Optical Flow Based Motion Detection for Autonomous Driving

This project aims to investigate the feasibility of motion detection (especially for distant objects) in the way of supervised learning, together with optical flow. Overall, optical flow of target objects are fed into neural network as inputs, while the outputs demonstrate the confidence of the objects' status, i.e., moving or still. For details, please refer to the associated paper posted on arXiv.

The project is based on several open resources as listed below:

Dataset: nuScenes
Optical flow algorithms: FastFlowNet, Raft
Model: ResNet18

Performance

Here are our classification scores of different optical flow algorithms:

	F1 (%)	Precision (%)	Recall (%)
FastFlowNet (Kitti)	92.9	94.3	91.7
Raft (Kitti)	89.5	89.7	89.9

Videos of visualization can be found here.
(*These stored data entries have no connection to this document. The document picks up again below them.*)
//! Input keys the engine dispatches on.
//!
//! The presentation layer owns raw keyboard handling and text entry; only
//! the keys with engine-level meaning are forwarded here. Everything else
//! flows through `on_input_change` as plain text.

use serde::{Deserialize, Serialize};

/// A key event with engine-level meaning.
#[derive(Debug, Clone, Copy, PartialEq, Eq, Hash, Serialize, Deserialize)]
pub enum Key {
    /// Submit the current input buffer.
    Enter,
    /// Recall the previous (older) submitted command.
    ArrowUp,
    /// Recall the next (newer) submitted command.
    ArrowDown,
}
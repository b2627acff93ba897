//! Ordered theme registry.
//!
//! Themes keep their registration order: `next_after` walks that order with
//! wrap-around, which is what theme cycling in the engine is built on. Names
//! are unique; registration of a duplicate is an error.

use serde::Deserialize;

use folio_types::error::{FolioError, Result};

use crate::builtin;
use crate::theme::{Theme, ThemeSpec};

/// Fixed, ordered set of themes a session can activate.
#[derive(Debug, Clone)]
pub struct ThemeRegistry {
    themes: Vec<Theme>,
}

/// One entry of an external theme-pack TOML file.
#[derive(Debug, Deserialize)]
struct ThemePackEntry {
    name: String,
    #[serde(flatten)]
    spec: ThemeSpec,
}

/// External theme-pack file: an ordered array of `[[theme]]` tables.
#[derive(Debug, Deserialize)]
struct ThemePack {
    #[serde(default, rename = "theme")]
    themes: Vec<ThemePackEntry>,
}

impl ThemeRegistry {
    /// Registry of the built-in themes, in shipped order.
    pub fn builtin() -> Result<Self> {
        Self::with_themes(builtin::builtin_themes()?)
    }

    /// Registry over an explicit theme list. The first entry is the default
    /// theme; the list must be non-empty and free of duplicate names.
    pub fn with_themes(themes: Vec<Theme>) -> Result<Self> {
        if themes.is_empty() {
            return Err(FolioError::Theme("registry needs at least one theme".into()));
        }
        let mut registry = Self { themes: Vec::new() };
        for theme in themes {
            registry.register(theme)?;
        }
        Ok(registry)
    }

    /// Add a theme at the end of the cycling order.
    pub fn register(&mut self, theme: Theme) -> Result<()> {
        if self.get(&theme.name).is_some() {
            return Err(FolioError::Theme(format!(
                "duplicate theme name: {}",
                theme.name
            )));
        }
        self.themes.push(theme);
        Ok(())
    }

    /// Layer an external theme pack over the current set. Entries keep their
    /// file order; duplicate names (including built-in ones) are rejected.
    /// Returns the number of themes added.
    pub fn extend_from_toml(&mut self, toml_src: &str) -> Result<usize> {
        let pack: ThemePack = toml::from_str(toml_src)?;
        let count = pack.themes.len();
        for entry in &pack.themes {
            self.register(Theme::from_spec(&entry.name, &entry.spec)?)?;
        }
        log::info!("Loaded {count} external theme(s)");
        Ok(count)
    }

    /// Look up a theme by name.
    pub fn get(&self, name: &str) -> Option<&Theme> {
        self.themes.iter().find(|t| t.name == name)
    }

    /// The designated default theme (first in registry order).
    pub fn default_theme(&self) -> &Theme {
        &self.themes[0]
    }

    /// The theme after `name` in registry order, wrapping around. Unknown
    /// names restart the cycle at the default.
    pub fn next_after(&self, name: &str) -> &Theme {
        match self.themes.iter().position(|t| t.name == name) {
            Some(idx) => &self.themes[(idx + 1) % self.themes.len()],
            None => self.default_theme(),
        }
    }

    /// Theme names in cycling order.
    pub fn names(&self) -> Vec<&str> {
        self.themes.iter().map(|t| t.name.as_str()).collect()
    }

    pub fn len(&self) -> usize {
        self.themes.len()
    }

    pub fn is_empty(&self) -> bool {
        self.themes.is_empty()
    }
}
The predictions are shown in different colors: red boxes represents moving objects while blue boxes represents still objects.

Usage

The code has been tested with Python 3.8, PyTorch 1.6 and Cuda 10.2.

Demo

If you would like to have a quick try about the inference and visualization with nuScenes dataset, you can simply run the following commands to generate a demo_visual.mp4:

mkdir demo_infer
python demo_model_visual.py 
ffmpeg -r 2 -pattern_type glob -i './demo_infer/*.png' -pix_fmt yuv420p -b 8000k demo_visual.mp4

Customized demo

The procedure below helps you apply our model on your own images of a video:

sh custom_mkdir.sh
Put all of your images under custom_demo/custom_raw directory. The images should be named in order according to time, e.g. 001.png, 002.png.
Generate the corresponding labels by yourself and save them into custom_demo/custom_label.csv. Please refer to demo_label.csv for the way of organizing labels. Note that motionFlag is actually not needed here.
Clone the repository of FastFlowNet and/or RAFT and set them up. To create a conda environment needed for FastFlowNet, run source ./dev/env_fastflow.sh to help.
Move custom_fastflow.py and custom_raft.py to the root directory of FastFlowNet or RAFT, like {FILE_PATH}/FastFlowNet/.
Run python custom_fastflow.py --path REPO_PATH or python custom_raft.py --repo_path REPO_PATH --model=models/raft-kitti.pth, where REPO_PATH means the path of MotionDectection repository, to generate the optical flow data.
Run python custom_model_visual.py for inference and visualization.
Run ffmpeg -r 2 -pattern_type glob -i './custom_demo/custom_infer/*.png' -pix_fmt yuv420p -b 8000k custom_visual.mp4 and you will get your own video!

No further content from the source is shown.